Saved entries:
★ ★ ★

use ratatui::{
  layout::Rect,
  text::{Line, Span},
  widgets::{Block, Borders, Paragraph},
};

use super::theme;
use crate::tui::Frame;

const SEPARATOR: &str = " | ";

#[derive(Debug, Default)]
pub struct InstructionFooter {}

impl InstructionFooter {
  /// Renders the key hints for whatever is focused. Nothing is drawn when there are no hints.
  pub fn render(&self, frame: &mut Frame<'_>, area: Rect, instructions: Vec<&'static str>) {
    if instructions.is_empty() {
      return;
    }

    let paragraph = Paragraph::new(Self::line(&instructions)).block(Block::default().borders(Borders::ALL));
    frame.render_widget(paragraph, area);
  }

  fn line(instructions: &[&'static str]) -> Line<'static> {
    let mut spans = Vec::with_capacity(instructions.len() * 2);
    for (index, instruction) in instructions.iter().enumerate() {
      if index > 0 {
        spans.push(Span::styled(SEPARATOR, theme::dim()));
      }
      spans.push(Span::raw(*instruction));
    }
    Line::from(spans)
  }
}

#[cfg(test)]
mod tests {
  use ratatui::{Terminal, backend::TestBackend};

  use super::*;

  #[test]
  fn test_renders_joined_instructions() {
    let footer = InstructionFooter::default();
    let mut terminal = Terminal::new(TestBackend::new(40, 3)).unwrap();

    terminal.draw(|f| footer.render(f, f.area(), vec!["Enter: Expand", "Q: Quit"])).unwrap();

    let text: String = terminal.backend().buffer().content().iter().map(|cell| cell.symbol()).collect();
    assert!(text.contains("Enter: Expand | Q: Quit"));
  }

  #[test]
  fn test_renders_nothing_without_instructions() {
    let footer = InstructionFooter::default();
    let mut terminal = Terminal::new(TestBackend::new(20, 3)).unwrap();

    terminal.draw(|f| footer.render(f, f.area(), Vec::new())).unwrap();

    assert!(terminal.backend().buffer().content().iter().all(|cell| cell.symbol() == " "));
  }
}
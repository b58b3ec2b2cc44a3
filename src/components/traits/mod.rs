pub mod item_presentation;
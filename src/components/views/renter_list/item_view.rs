use ratatui::widgets::ListItem;

use super::{CompactItemView, ExpandedItemView};
use crate::{
  action::Action,
  components::{shared::ExpansionSet, traits::item_presentation::ItemPresentation},
  renters::{RenterRecord, ViewerId},
};

/// The presentation chosen for one renter, keyed by expansion-set membership.
#[derive(Debug, Clone, Copy)]
pub enum ItemView<'a> {
  Expanded(ExpandedItemView<'a>),
  Compact(CompactItemView<'a>),
}

impl<'a> ItemView<'a> {
  pub fn select(viewer: &'a ViewerId, renter: &'a RenterRecord, expanded: &ExpansionSet) -> Self {
    if expanded.contains(&renter.renter_id) {
      ItemView::Expanded(ExpandedItemView::new(viewer, renter))
    } else {
      ItemView::Compact(CompactItemView::new(viewer, renter))
    }
  }

  pub fn is_expanded(&self) -> bool {
    matches!(self, ItemView::Expanded(_))
  }

  fn presentation(&self) -> &dyn ItemPresentation {
    match self {
      ItemView::Expanded(view) => view,
      ItemView::Compact(view) => view,
    }
  }

  pub fn renter(&self) -> &RenterRecord {
    self.presentation().renter()
  }

  pub fn render(&self) -> ListItem<'static> {
    self.presentation().render()
  }

  pub fn transition(&self) -> Action {
    self.presentation().transition()
  }

  pub fn friend_action(&self) -> Option<Action> {
    self.presentation().friend_action()
  }

  pub fn instructions(&self) -> Vec<&'static str> {
    self.presentation().instructions()
  }
}

#[cfg(test)]
mod tests {
  use super::*;
  use crate::renters::RenterId;

  #[test]
  fn test_select_follows_membership() {
    let viewer = ViewerId::new("u-1");
    let renter = RenterRecord::new("A", "Alice");
    let mut expanded = ExpansionSet::new();

    assert!(!ItemView::select(&viewer, &renter, &expanded).is_expanded());

    expanded.expand(&RenterId::from("A"));
    let view = ItemView::select(&viewer, &renter, &expanded);
    assert!(view.is_expanded());
    assert_eq!(view.transition(), Action::Collapse(RenterId::from("A")));
  }

  #[test]
  fn test_stale_ids_do_not_expand_others() {
    let viewer = ViewerId::new("u-1");
    let renter = RenterRecord::new("A", "Alice");
    let mut expanded = ExpansionSet::new();
    expanded.expand(&RenterId::from("Z"));

    let view = ItemView::select(&viewer, &renter, &expanded);

    assert!(!view.is_expanded());
    assert_eq!(view.renter().renter_id, RenterId::from("A"));
  }
}
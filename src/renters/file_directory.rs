use std::path::PathBuf;

use async_trait::async_trait;
use tracing::info;

use super::types::{RenterDirectory, RenterRecord, validate_renters};
use crate::error::Error;

/// Reads renter records from a `.json` or `.json5` file on every load.
#[derive(Debug, Clone)]
pub struct FileRenterDirectory {
  path: PathBuf,
}

impl FileRenterDirectory {
  pub fn new(path: impl Into<PathBuf>) -> Self {
    FileRenterDirectory { path: path.into() }
  }
}

pub fn decode_renters(extension: &str, content: &str) -> Result<Vec<RenterRecord>, Error> {
  let renters: Vec<RenterRecord> = match extension {
    "json5" => json5::from_str(content)?,
    "json" => serde_json::from_str(content)?,
    other => return Err(Error::UnknownFormat(other.to_string())),
  };
  validate_renters(renters)
}

#[async_trait]
impl RenterDirectory for FileRenterDirectory {
  async fn renters(&self) -> Result<Vec<RenterRecord>, Error> {
    let extension = self.path.extension().and_then(|ext| ext.to_str()).unwrap_or_default().to_ascii_lowercase();
    let content = tokio::fs::read_to_string(&self.path).await?;
    let renters = decode_renters(&extension, &content)?;
    info!("Loaded {} renters from {}", renters.len(), self.path.display());
    Ok(renters)
  }
}
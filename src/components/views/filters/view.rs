use crossterm::event::{KeyCode, KeyEvent, KeyModifiers};
use ratatui::{
  layout::{Constraint, Layout, Rect},
  text::{Line, Span},
  widgets::Paragraph,
};
use tokio::sync::mpsc::UnboundedSender;
use tracing::debug;

use crate::{
  action::Action,
  components::{
    AsyncComponent, Component,
    shared::{InstructionFooter, RangeInput, theme},
  },
  renters::RenterFilter,
  tui::Frame,
};

#[derive(Debug, Default, Clone, Copy, PartialEq, Eq)]
enum FilterField {
  #[default]
  Budget,
  Age,
}

/// Budget and age ranges applied to the renter list.
pub struct FiltersView {
  budget: RangeInput,
  age: RangeInput,
  selected: FilterField,
  editing: bool,
  instruction_footer: InstructionFooter,
}

impl Default for FiltersView {
  fn default() -> Self {
    Self::new()
  }
}

impl FiltersView {
  pub fn new() -> Self {
    FiltersView {
      budget: RangeInput::new("Budget", "Min", "to", "Max", "$"),
      age: RangeInput::new("Age", "Min", "to", "Max", "yrs"),
      selected: FilterField::Budget,
      editing: false,
      instruction_footer: InstructionFooter::default(),
    }
  }

  pub fn filter(&self) -> RenterFilter {
    RenterFilter { budget: self.budget.value(), age: self.age.value() }
  }

  pub fn is_editing(&self) -> bool {
    self.editing
  }

  fn selected_range(&mut self) -> &mut RangeInput {
    match self.selected {
      FilterField::Budget => &mut self.budget,
      FilterField::Age => &mut self.age,
    }
  }

  fn set_editing(&mut self, editing: bool) {
    self.editing = editing;
    self.selected_range().set_active(editing);
  }

  fn handle_key_event(&mut self, key: KeyEvent) -> Option<Action> {
    if self.editing {
      return match key.code {
        KeyCode::Esc | KeyCode::Enter => {
          self.set_editing(false);
          Some(Action::EndInputMode)
        },
        _ => {
          let changed = self.selected_range().handle_key_event(key);
          changed.then(|| Action::FilterChanged(self.filter()))
        },
      };
    }

    if key.modifiers.intersects(KeyModifiers::CONTROL | KeyModifiers::ALT) {
      return None;
    }
    match key.code {
      KeyCode::Up | KeyCode::Down | KeyCode::Char('j' | 'k') => {
        self.selected = match self.selected {
          FilterField::Budget => FilterField::Age,
          FilterField::Age => FilterField::Budget,
        };
        Some(Action::Render)
      },
      KeyCode::Enter | KeyCode::Char('e' | 'E') => {
        self.set_editing(true);
        Some(Action::StartInputMode)
      },
      KeyCode::Char('c' | 'C') => {
        self.budget.clear();
        self.age.clear();
        debug!("Filters cleared");
        Some(Action::FilterChanged(self.filter()))
      },
      _ => None,
    }
  }

  fn instructions(&self) -> Vec<&'static str> {
    if self.editing {
      vec!["0-9: Type", "Tab: Min/Max", "Enter/Esc: Done"]
    } else {
      vec!["↑/↓: Select", "Enter: Edit", "C: Clear", "Backspace: Back"]
    }
  }

  fn summary(&self) -> Line<'static> {
    let filter = self.filter();
    Line::from(vec![
      Span::styled("Budget: ", theme::dim()),
      Span::raw(filter.budget.describe("$")),
      Span::styled("  Age: ", theme::dim()),
      Span::raw(filter.age.describe("")),
    ])
  }
}

impl Component for FiltersView {
  fn register_action_handler(&mut self, _tx: UnboundedSender<Action>) -> color_eyre::Result<()> {
    Ok(())
  }

  fn draw(&mut self, frame: &mut Frame<'_>, area: Rect) -> color_eyre::Result<()> {
    let [budget_area, age_area, summary_area, footer_area] =
      Layout::vertical([Constraint::Length(5), Constraint::Length(5), Constraint::Min(1), Constraint::Length(3)])
        .areas(area);
    self.budget.render(frame, budget_area, self.selected == FilterField::Budget);
    self.age.render(frame, age_area, self.selected == FilterField::Age);
    frame.render_widget(Paragraph::new(self.summary()).block(theme::panel("Active filters")), summary_area);
    self.instruction_footer.render(frame, footer_area, self.instructions());
    Ok(())
  }
}

#[async_trait::async_trait]
impl AsyncComponent for FiltersView {
  async fn handle_events(&mut self, event: Option<crate::tui::Event>) -> color_eyre::Result<Option<Action>> {
    match event {
      Some(crate::tui::Event::Key(key)) => Ok(self.handle_key_event(key)),
      _ => Ok(None),
    }
  }

  async fn update(&mut self, _action: Action) -> color_eyre::Result<Option<Action>> {
    Ok(None)
  }
}

#[cfg(test)]
mod tests {
  use pretty_assertions::assert_eq;
  use ratatui::{Terminal, backend::TestBackend};

  use super::*;
  use crate::renters::NumericRange;

  fn press(view: &mut FiltersView, code: KeyCode) -> Option<Action> {
    view.handle_key_event(KeyEvent::new(code, KeyModifiers::NONE))
  }

  #[test]
  fn test_enter_starts_and_ends_editing() {
    let mut view = FiltersView::new();

    assert_eq!(press(&mut view, KeyCode::Enter), Some(Action::StartInputMode));
    assert!(view.is_editing());
    assert_eq!(press(&mut view, KeyCode::Esc), Some(Action::EndInputMode));
    assert!(!view.is_editing());
  }

  #[test]
  fn test_typing_emits_filter_changes() {
    let mut view = FiltersView::new();
    press(&mut view, KeyCode::Enter);

    assert_eq!(
      press(&mut view, KeyCode::Char('9')),
      Some(Action::FilterChanged(RenterFilter { budget: NumericRange::new(Some(9), None), ..Default::default() }))
    );
    assert_eq!(press(&mut view, KeyCode::Char('a')), None);
    press(&mut view, KeyCode::Tab);
    press(&mut view, KeyCode::Char('2'));

    assert_eq!(view.filter().budget, NumericRange::new(Some(9), Some(2)));
  }

  #[test]
  fn test_select_age_then_edit() {
    let mut view = FiltersView::new();

    assert_eq!(press(&mut view, KeyCode::Down), Some(Action::Render));
    press(&mut view, KeyCode::Char('e'));
    press(&mut view, KeyCode::Char('3'));
    press(&mut view, KeyCode::Char('0'));

    assert_eq!(view.filter(), RenterFilter { age: NumericRange::new(Some(30), None), ..Default::default() });
  }

  #[test]
  fn test_clear_resets_filters() {
    let mut view = FiltersView::new();
    press(&mut view, KeyCode::Enter);
    press(&mut view, KeyCode::Char('5'));
    press(&mut view, KeyCode::Enter);

    assert_eq!(press(&mut view, KeyCode::Char('c')), Some(Action::FilterChanged(RenterFilter::default())));
  }

  #[test]
  fn test_draw_shows_summary() {
    let mut view = FiltersView::new();
    press(&mut view, KeyCode::Enter);
    press(&mut view, KeyCode::Char('8'));
    let mut terminal = Terminal::new(TestBackend::new(60, 20)).unwrap();

    terminal.draw(|f| view.draw(f, f.area()).unwrap()).unwrap();

    let text: String = terminal.backend().buffer().content().iter().map(|cell| cell.symbol()).collect();
    assert!(text.contains("Budget: at least $8"));
    assert!(text.contains("Age: any"));
  }
}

★ ★ ★

WHAT TO PRODUCE:
Please state how many lines in the data contain the word "iter", giving only that number.

EXERCISE OUTPUT:
4